- _Exercise description_
All lines from the opening of the entries below through the line containing "match its declared" must be output exactly as they appear, with no other lines.

◆ ◆ ◆ ◆

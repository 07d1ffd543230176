//! The data-type bridge (C1): the cross-backend mapping between a
//! declared [`DataType`] and each backend's wire representation.
//!
//! Every operation here is total for well-typed input; the only failure
//! modes are [`Error::TypeMismatch`] (value doesn't match its declared
//! type) and [`Error::DecodeError`] (the default variant's JSON envelope
//! is missing or malformed).

use serde::{Deserialize, Serialize};

use crate::error::{Error, Result};
use crate::field::Size;
use crate::value::Value;

/// The three supported storage engines.
#[derive(Debug, Clone, Copy, PartialEq, Eq, Hash)]
pub enum Backend {
    Sqlite,
    Mysql,
    Mongo,
}

impl Backend {
    pub fn name(&self) -> &'static str {
        match self {
            Backend::Sqlite => "sqlite",
            Backend::Mysql => "mysql",
            Backend::Mongo => "mongo",
        }
    }
}

/// The closed set of field types this crate understands, per §3/§4.1.
#[derive(Debug, Clone, Copy, PartialEq, Eq)]
pub enum DataType {
    Boolean,
    I32,
    I64,
    F32,
    F64,
    String,
    /// Any other value, including nested records and maps; JSON-wrapped.
    Default,
}

/// The backend-agnostic wire representation a value is converted to/from
/// before a backend driver binds or decodes it. Relational drivers bind
/// these directly as statement parameters; the document driver converts
/// them once more into `bson::Bson` (a direct, lossless mapping).
#[derive(Debug, Clone, PartialEq, Serialize, Deserialize)]
pub enum Wire {
    Null,
    Bool(bool),
    I64(i64),
    F64(f64),
    Text(String),
}

/// The JSON envelope the `Default` variant uses on the wire, per §6.
#[derive(Debug, Serialize, Deserialize)]
struct Envelope {
    value: serde_json::Value,
}

impl DataType {
    /// Classifies a runtime value into the DataType variant that would have
    /// produced it (§4.1, "Dispatch of declared type").
    pub fn of(value: &Value) -> DataType {
        match value {
            Value::Bool(_) => DataType::Boolean,
            Value::I32(_) => DataType::I32,
            Value::I64(_) => DataType::I64,
            Value::F32(_) => DataType::F32,
            Value::F64(_) => DataType::F64,
            Value::String(_) => DataType::String,
            Value::Null | Value::Json(_) => DataType::Default,
        }
    }

    /// Per-backend column/field type name, per the §4.1 table.
    pub fn type_name(&self, backend: Backend, max_size: Size) -> String {
        match (self, backend) {
            (DataType::Boolean, Backend::Sqlite) => "INTEGER".to_string(),
            (DataType::Boolean, Backend::Mysql) => "TINYINT(2)".to_string(),
            (DataType::Boolean, Backend::Mongo) => "boolean".to_string(),

            (DataType::I32, Backend::Sqlite) => "INTEGER".to_string(),
            (DataType::I32, Backend::Mysql) => "INT".to_string(),
            (DataType::I32, Backend::Mongo) => "int".to_string(),

            (DataType::I64, Backend::Sqlite) => "INTEGER".to_string(),
            (DataType::I64, Backend::Mysql) => match max_size {
                Size::Bounded(n) if n <= 64 => "BIT(64)".to_string(),
                Size::Bounded(n) if n <= 32767 => "SMALLINT(255)".to_string(),
                _ => "BIGINT(255)".to_string(),
            },
            (DataType::I64, Backend::Mongo) => "long".to_string(),

            (DataType::F32, Backend::Sqlite) => "REAL".to_string(),
            (DataType::F32, Backend::Mysql) => "DECIMAL(65)".to_string(),
            (DataType::F32, Backend::Mongo) => "double".to_string(),

            (DataType::F64, Backend::Sqlite) => "REAL".to_string(),
            (DataType::F64, Backend::Mysql) => "DECIMAL(65)".to_string(),
            (DataType::F64, Backend::Mongo) => "double".to_string(),

            (DataType::String, Backend::Sqlite) => "TEXT".to_string(),
            (DataType::String, Backend::Mysql) => match max_size {
                Size::Bounded(n) if n <= 255 => "CHAR(255)".to_string(),
                Size::Bounded(n) if n <= 65535 => format!("VARCHAR({n})"),
                _ => "LONGTEXT".to_string(),
            },
            (DataType::String, Backend::Mongo) => "string".to_string(),

            (DataType::Default, Backend::Sqlite) => "TEXT".to_string(),
            (DataType::Default, Backend::Mysql) => "LONGTEXT".to_string(),
            (DataType::Default, Backend::Mongo) => "document".to_string(),
        }
    }

    /// Converts a declared-type value into its wire representation for
    /// `backend`. Fails with `TypeMismatch` unless the value's runtime type
    /// agrees with `self` (widening among integer widths is allowed).
    pub fn value_to_wire(&self, field: &str, value: &Value, backend: Backend) -> Result<Wire> {
        match self {
            DataType::Boolean => {
                let b = value.as_bool().ok_or_else(|| {
                    Error::type_mismatch("bind", field, "boolean", value.natural_kind())
                })?;
                match backend {
                    Backend::Mongo => Ok(Wire::Bool(b)),
                    Backend::Sqlite | Backend::Mysql => Ok(Wire::I64(if b { 1 } else { 0 })),
                }
            }
            DataType::I32 | DataType::I64 => {
                let n = value.as_i64().ok_or_else(|| {
                    Error::type_mismatch("bind", field, "integer", value.natural_kind())
                })?;
                Ok(Wire::I64(n))
            }
            DataType::F32 | DataType::F64 => {
                let n = value.as_f64().ok_or_else(|| {
                    Error::type_mismatch("bind", field, "float", value.natural_kind())
                })?;
                Ok(Wire::F64(n))
            }
            DataType::String => {
                let s = value.as_str().ok_or_else(|| {
                    Error::type_mismatch("bind", field, "string", value.natural_kind())
                })?;
                Ok(Wire::Text(s.to_string()))
            }
            DataType::Default => {
                let json = match value {
                    Value::Json(v) => v.clone(),
                    Value::Null => serde_json::Value::Null,
                    other => serde_json::to_value(other)
                        .map_err(|e| Error::decode("bind", e.to_string()))?,
                };
                let envelope = Envelope { value: json };
                let text = serde_json::to_string(&envelope)
                    .map_err(|e| Error::decode("bind", e.to_string()))?;
                Ok(Wire::Text(text))
            }
        }
    }

    /// Converts a wire value read back from `backend` into a declared-type
    /// value. Fails with `DecodeError` if the default variant's envelope is
    /// missing or malformed (no silent best-effort fallback, per §9).
    pub fn wire_to_value(&self, field: &str, wire: Wire, backend: Backend) -> Result<Value> {
        match self {
            DataType::Boolean => match (backend, wire) {
                (Backend::Mongo, Wire::Bool(b)) => Ok(Value::Bool(b)),
                (Backend::Sqlite | Backend::Mysql, Wire::I64(n)) => Ok(Value::Bool(n == 1)),
                (_, other) => Err(Error::decode(
                    "read",
                    format!("field '{field}' has unexpected wire shape {other:?}"),
                )),
            },
            DataType::I32 => match wire {
                Wire::I64(n) => Ok(Value::I32(n as i32)),
                other => Err(Error::decode("read", format!("field '{field}' wasn't an integer: {other:?}"))),
            },
            DataType::I64 => match wire {
                Wire::I64(n) => Ok(Value::I64(n)),
                other => Err(Error::decode("read", format!("field '{field}' wasn't an integer: {other:?}"))),
            },
            DataType::F32 => match wire {
                Wire::F64(n) => Ok(Value::F32(n as f32)),
                other => Err(Error::decode("read", format!("field '{field}' wasn't a float: {other:?}"))),
            },
            DataType::F64 => match wire {
                Wire::F64(n) => Ok(Value::F64(n)),
                other => Err(Error::decode("read", format!("field '{field}' wasn't a float: {other:?}"))),
            },
            DataType::String => match wire {
                Wire::Text(s) => Ok(Value::String(s)),
                other => Err(Error::decode("read", format!("field '{field}' wasn't a string: {other:?}"))),
            },
            DataType::Default => match wire {
                Wire::Text(text) => {
                    let envelope: Envelope = serde_json::from_str(&text).map_err(|_| {
                        Error::decode(
                            "read",
                            format!("field '{field}' is not a valid {{\"value\": ...}} envelope"),
                        )
                    })?;
                    Ok(Value::Json(envelope.value))
                }
                other => Err(Error::decode(
                    "read",
                    format!("field '{field}' default-variant wire shape unsupported: {other:?}"),
                )),
            },
        }
    }
}

#[cfg(test)]
mod tests {
    use super::*;

    #[test]
    fn boolean_maps_to_integer_on_relational_backends() {
        let dt = DataType::Boolean;
        assert_eq!(
            dt.value_to_wire("b", &Value::Bool(true), Backend::Sqlite).unwrap(),
            Wire::I64(1)
        );
        assert_eq!(
            dt.value_to_wire("b", &Value::Bool(false), Backend::Mysql).unwrap(),
            Wire::I64(0)
        );
        assert_eq!(
            dt.value_to_wire("b", &Value::Bool(true), Backend::Mongo).unwrap(),
            Wire::Bool(true)
        );
    }

    #[test]
    fn boolean_roundtrips() {
        let dt = DataType::Boolean;
        let wire = dt.value_to_wire("b", &Value::Bool(true), Backend::Sqlite).unwrap();
        assert_eq!(dt.wire_to_value("b", wire, Backend::Sqlite).unwrap(), Value::Bool(true));
    }

    #[test]
    fn type_mismatch_is_rejected() {
        let dt = DataType::Boolean;
        let err = dt.value_to_wire("b", &Value::String("x".into()), Backend::Sqlite);
        assert!(matches!(err, Err(Error::TypeMismatch { .. })));
    }

    #[test]
    fn default_variant_wraps_and_unwraps() {
        let dt = DataType::Default;
        let value = Value::Json(serde_json::json!({"nested": [1, 2, 3]}));
        let wire = dt.value_to_wire("payload", &value, Backend::Sqlite).unwrap();
        match &wire {
            Wire::Text(t) => assert!(t.starts_with("{\"value\":")),
            _ => panic!("expected text wire"),
        }
        let roundtripped = dt.wire_to_value("payload", wire, Backend::Sqlite).unwrap();
        assert_eq!(roundtripped, value);
    }

    #[test]
    fn default_variant_rejects_unwrapped_text() {
        let dt = DataType::Default;
        let err = dt.wire_to_value("payload", Wire::Text("{\"nested\":1}".into()), Backend::Sqlite);
        assert!(matches!(err, Err(Error::DecodeError { .. })));
    }

    #[test]
    fn mysql_type_names_follow_size_table() {
        assert_eq!(DataType::I64.type_name(Backend::Mysql, Size::Bounded(64)), "BIT(64)");
        assert_eq!(DataType::I64.type_name(Backend::Mysql, Size::Bounded(1000)), "SMALLINT(255)");
        assert_eq!(DataType::I64.type_name(Backend::Mysql, Size::Unbounded), "BIGINT(255)");
        assert_eq!(DataType::String.type_name(Backend::Mysql, Size::Bounded(10)), "CHAR(255)");
        assert_eq!(DataType::String.type_name(Backend::Mysql, Size::Bounded(1000)), "VARCHAR(1000)");
        assert_eq!(DataType::String.type_name(Backend::Mysql, Size::Unbounded), "LONGTEXT");
    }
}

◆ ◆ ◆ ◆

- _Answer to this problem_
repository 07d1ffd543230176
//! The data-type bridge (C1): the cross-backend mapping between a
//! declared [`DataType`] and each backend's wire representation.
//!
//! Every operation here is total for well-typed input; the only failure
//! modes are [`Error::TypeMismatch`] (value doesn't match its declared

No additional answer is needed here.